→ **Stored data entries**:
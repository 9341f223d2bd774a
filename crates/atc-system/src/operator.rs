//! Operator command processing and the stdin console.
//!
//! Input lines are tokenised into the post-parse command shape and
//! dispatched synchronously: aircraft commands mutate state through the
//! registry and report success or failure to the caller immediately;
//! system commands adjust the display or request shutdown.

use crate::comm::{CommandData, Message, MessageBus};
use crate::display::DisplaySettings;
use crate::engine::SeparationEngine;
use crate::radar::RadarTracker;
use crate::registry::AircraftRegistry;
use crate::runner::PeriodCell;
use atc_core::models::validate_callsign;
use atc_core::AtcError;
use std::sync::Arc;
use std::time::Duration;
use tokio::sync::mpsc;
use tokio_util::sync::CancellationToken;

const SENDER_ID: &str = "OPERATOR";

/// Display refresh-rate bounds, seconds.
const MIN_DISPLAY_RATE_SECS: u64 = 2;
const MAX_DISPLAY_RATE_SECS: u64 = 30;

/// The post-parse operator command shape.
#[derive(Debug, Clone, PartialEq)]
pub enum OperatorCommand {
    Altitude { callsign: String, value: f64 },
    Speed { callsign: String, value: f64 },
    Heading { callsign: String, value: f64 },
    Emergency { callsign: String, active: bool },
    Status { callsign: Option<String> },
    Track { callsign: Option<String> },
    Help { topic: Option<String> },
    DisplayRate { secs: u64 },
    Pause,
    Resume,
    Clear,
    Exit,
}

fn invalid(msg: impl Into<String>) -> AtcError {
    AtcError::InvalidInput(msg.into())
}

fn parse_value(raw: &str, what: &str) -> Result<f64, AtcError> {
    raw.parse::<f64>()
        .map_err(|_| invalid(format!("unparseable {what}: '{raw}'")))
}

fn require_callsign(tokens: &[&str], cmd: &str) -> Result<String, AtcError> {
    let id = tokens
        .get(1)
        .ok_or_else(|| invalid(format!("{cmd} requires an aircraft id")))?;
    validate_callsign(id)?;
    Ok((*id).to_string())
}

fn require_param<'a>(tokens: &[&'a str], cmd: &str) -> Result<&'a str, AtcError> {
    tokens
        .get(2)
        .copied()
        .ok_or_else(|| invalid(format!("{cmd} requires a value")))
}

/// Tokenise and parse one input line.
pub fn parse_command(line: &str) -> Result<OperatorCommand, AtcError> {
    let tokens: Vec<&str> = line.split_whitespace().collect();
    let Some(first) = tokens.first() else {
        return Err(invalid("empty command"));
    };
    let cmd = first.to_ascii_uppercase();

    match cmd.as_str() {
        "ALT" | "ALTITUDE" => Ok(OperatorCommand::Altitude {
            callsign: require_callsign(&tokens, &cmd)?,
            value: parse_value(require_param(&tokens, &cmd)?, "altitude")?,
        }),
        "SPD" | "SPEED" => Ok(OperatorCommand::Speed {
            callsign: require_callsign(&tokens, &cmd)?,
            value: parse_value(require_param(&tokens, &cmd)?, "speed")?,
        }),
        "HDG" | "HEADING" => Ok(OperatorCommand::Heading {
            callsign: require_callsign(&tokens, &cmd)?,
            value: parse_value(require_param(&tokens, &cmd)?, "heading")?,
        }),
        "EMERG" | "EMERGENCY" => {
            let callsign = require_callsign(&tokens, &cmd)?;
            let active = match require_param(&tokens, &cmd)?.to_ascii_uppercase().as_str() {
                "ON" => true,
                "OFF" => false,
                other => return Err(invalid(format!("expected ON or OFF, got '{other}'"))),
            };
            Ok(OperatorCommand::Emergency { callsign, active })
        }
        "STATUS" => {
            let callsign = match tokens.get(1) {
                Some(id) => {
                    validate_callsign(id)?;
                    Some((*id).to_string())
                }
                None => None,
            };
            Ok(OperatorCommand::Status { callsign })
        }
        "TRACK" => {
            let target = tokens
                .get(1)
                .ok_or_else(|| invalid("TRACK requires an aircraft id or NONE"))?;
            if target.eq_ignore_ascii_case("NONE") {
                Ok(OperatorCommand::Track { callsign: None })
            } else {
                validate_callsign(target)?;
                Ok(OperatorCommand::Track {
                    callsign: Some((*target).to_string()),
                })
            }
        }
        "HELP" => Ok(OperatorCommand::Help {
            topic: tokens.get(1).map(|t| t.to_ascii_uppercase()),
        }),
        "DISPLAY" => {
            let raw = tokens
                .get(1)
                .ok_or_else(|| invalid("DISPLAY requires a rate in seconds"))?;
            let secs = raw
                .parse::<u64>()
                .map_err(|_| invalid(format!("unparseable display rate: '{raw}'")))?;
            if !(MIN_DISPLAY_RATE_SECS..=MAX_DISPLAY_RATE_SECS).contains(&secs) {
                return Err(AtcError::OutOfRange(format!(
                    "display rate must be {MIN_DISPLAY_RATE_SECS}-{MAX_DISPLAY_RATE_SECS} seconds"
                )));
            }
            Ok(OperatorCommand::DisplayRate { secs })
        }
        "PAUSE" => Ok(OperatorCommand::Pause),
        "RESUME" => Ok(OperatorCommand::Resume),
        "CLEAR" => Ok(OperatorCommand::Clear),
        "EXIT" => Ok(OperatorCommand::Exit),
        other => Err(invalid(format!("unknown command: {other}"))),
    }
}

const HELP_TEXT: &str = "\
Available Air Traffic Control Commands:
----------------------------------------
ALT <id> <value>      - Change aircraft altitude (15000-25000)
SPD <id> <value>      - Change aircraft speed (150-500 units)
HDG <id> <value>      - Change aircraft heading (0-359 degrees)
EMERG <id> ON|OFF     - Declare or cancel an emergency
STATUS [id]           - System or per-aircraft status
TRACK <id>|NONE       - Focus the display on one aircraft
DISPLAY <rate>        - Set display refresh rate (2-30 seconds)
PAUSE / RESUME        - Pause or resume display updates
CLEAR                 - Clear the screen
HELP [cmd]            - Show help
EXIT                  - Shut the system down

Example: ALT AC001 20000";

/// Synchronous command dispatch against the live system.
pub struct CommandExecutor {
    registry: Arc<AircraftRegistry>,
    engine: Arc<SeparationEngine>,
    radar: Arc<RadarTracker>,
    display: Arc<DisplaySettings>,
    display_period: Arc<PeriodCell>,
    bus: MessageBus,
    shutdown: CancellationToken,
}

impl CommandExecutor {
    #[allow(clippy::too_many_arguments)]
    pub fn new(
        registry: Arc<AircraftRegistry>,
        engine: Arc<SeparationEngine>,
        radar: Arc<RadarTracker>,
        display: Arc<DisplaySettings>,
        display_period: Arc<PeriodCell>,
        bus: MessageBus,
        shutdown: CancellationToken,
    ) -> Arc<Self> {
        Arc::new(Self {
            registry,
            engine,
            radar,
            display,
            display_period,
            bus,
            shutdown,
        })
    }

    fn aircraft_status(&self, callsign: &str) -> Result<String, AtcError> {
        let state = self
            .registry
            .find(callsign)
            .ok_or_else(|| invalid(format!("unknown aircraft: {callsign}")))?;

        let tracked = if self.radar.is_tracked(callsign) {
            "tracked"
        } else {
            "not tracked"
        };
        Ok(format!(
            "{}: pos ({:.0}, {:.0}, {:.0}) speed {:.1} heading {:.1} status {} radar {}",
            state.callsign,
            state.position.x,
            state.position.y,
            state.position.z,
            state.speed(),
            state.heading,
            state.status,
            tracked
        ))
    }

    fn system_status(&self) -> String {
        format!(
            "Aircraft: {}  Violation checks: {}  Violations: {}  Advisories: {}  Radar scans: {}/{}",
            self.registry.len(),
            self.engine.checks_performed(),
            self.engine.violations_detected(),
            self.engine.advisories_emitted(),
            self.radar.primary_scan_count(),
            self.radar.secondary_scan_count(),
        )
    }

    /// Execute one parsed command, returning the operator-visible
    /// output. Errors surface synchronously; no message is emitted for
    /// a failed command.
    pub fn execute(&self, command: OperatorCommand) -> Result<String, AtcError> {
        match command {
            OperatorCommand::Altitude { callsign, value } => {
                let aircraft = self
                    .registry
                    .get(&callsign)
                    .ok_or_else(|| invalid(format!("unknown aircraft: {callsign}")))?;
                aircraft.update_altitude(value)?;
                self.record_input(&callsign, "ALTITUDE", &format!("{value}"));
                Ok(format!("{callsign} altitude set to {value:.0}"))
            }
            OperatorCommand::Speed { callsign, value } => {
                let aircraft = self
                    .registry
                    .get(&callsign)
                    .ok_or_else(|| invalid(format!("unknown aircraft: {callsign}")))?;
                aircraft.update_speed(value)?;
                self.record_input(&callsign, "SPEED", &format!("{value}"));
                Ok(format!("{callsign} speed set to {value:.0}"))
            }
            OperatorCommand::Heading { callsign, value } => {
                let aircraft = self
                    .registry
                    .get(&callsign)
                    .ok_or_else(|| invalid(format!("unknown aircraft: {callsign}")))?;
                aircraft.update_heading(value)?;
                self.record_input(&callsign, "HEADING", &format!("{value}"));
                Ok(format!("{callsign} heading set to {value:.1}"))
            }
            OperatorCommand::Emergency { callsign, active } => {
                let aircraft = self
                    .registry
                    .get(&callsign)
                    .ok_or_else(|| invalid(format!("unknown aircraft: {callsign}")))?;
                if active {
                    aircraft.declare_emergency();
                } else {
                    aircraft.cancel_emergency();
                }
                self.record_input(&callsign, "EMERGENCY", if active { "ON" } else { "OFF" });
                Ok(format!(
                    "{callsign} emergency {}",
                    if active { "declared" } else { "cancelled" }
                ))
            }
            OperatorCommand::Status { callsign } => {
                let text = match &callsign {
                    Some(id) => self.aircraft_status(id)?,
                    None => self.system_status(),
                };
                let target = callsign.as_deref().unwrap_or("SYSTEM");
                let response = Message::operator_response(SENDER_ID, target, text.clone());
                if let Err(err) = self.bus.send(&response) {
                    tracing::warn!("failed to publish status response: {err}");
                }
                Ok(text)
            }
            OperatorCommand::Track { callsign } => {
                let text = match &callsign {
                    Some(id) => {
                        if self.registry.find(id).is_none() {
                            return Err(invalid(format!("unknown aircraft: {id}")));
                        }
                        format!("tracking {id}")
                    }
                    None => "tracking cleared".to_string(),
                };
                self.display.set_focus(callsign);
                Ok(text)
            }
            OperatorCommand::Help { topic: _ } => Ok(HELP_TEXT.to_string()),
            OperatorCommand::DisplayRate { secs } => {
                self.display_period.set(Duration::from_secs(secs));
                Ok(format!("display refresh rate set to {secs} seconds"))
            }
            OperatorCommand::Pause => {
                self.display.pause();
                Ok("display updates paused".to_string())
            }
            OperatorCommand::Resume => {
                self.display.resume();
                Ok("display updates resumed".to_string())
            }
            OperatorCommand::Clear => Ok("\x1b[2J\x1b[H".to_string()),
            OperatorCommand::Exit => {
                self.shutdown.cancel();
                Ok("shutting down".to_string())
            }
        }
    }

    /// Parse and execute a raw input line.
    pub fn execute_line(&self, line: &str) -> Result<String, AtcError> {
        self.execute(parse_command(line)?)
    }

    fn record_input(&self, target: &str, command: &str, param: &str) {
        let data = CommandData::new(target, command).with_param(param);
        if let Err(err) = self.bus.send(&Message::operator_input(SENDER_ID, data)) {
            tracing::debug!("operator input not recorded: {err}");
        }
    }
}

/// Read operator input lines until shutdown.
///
/// Stdin reads are blocking and uncancellable, so a dedicated input
/// thread feeds the async loop through a channel. The thread is
/// detached; it ends with the process.
pub async fn run_console(executor: Arc<CommandExecutor>, token: CancellationToken) {
    let (tx, mut lines) = mpsc::unbounded_channel::<String>();

    let reader = std::thread::Builder::new()
        .name("console-input".into())
        .spawn(move || {
            use std::io::BufRead;
            let stdin = std::io::stdin();
            for line in stdin.lock().lines() {
                match line {
                    Ok(line) => {
                        if tx.send(line).is_err() {
                            break;
                        }
                    }
                    Err(err) => {
                        tracing::warn!("console read failed: {err}");
                        break;
                    }
                }
            }
        });
    if let Err(err) = reader {
        tracing::error!("failed to start console input thread: {err}");
        return;
    }

    loop {
        tokio::select! {
            _ = token.cancelled() => break,
            line = lines.recv() => {
                let Some(line) = line else { break };
                if line.trim().is_empty() {
                    continue;
                }
                match executor.execute_line(&line) {
                    Ok(output) => println!("{output}"),
                    Err(err) => println!("Error: {err}"),
                }
            }
        }
    }

    tracing::info!("operator console stopped");
}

→ **Task item**:
Reply with only the number of lines in the entries that contain the word "tracking".

→ **Answer space**:
2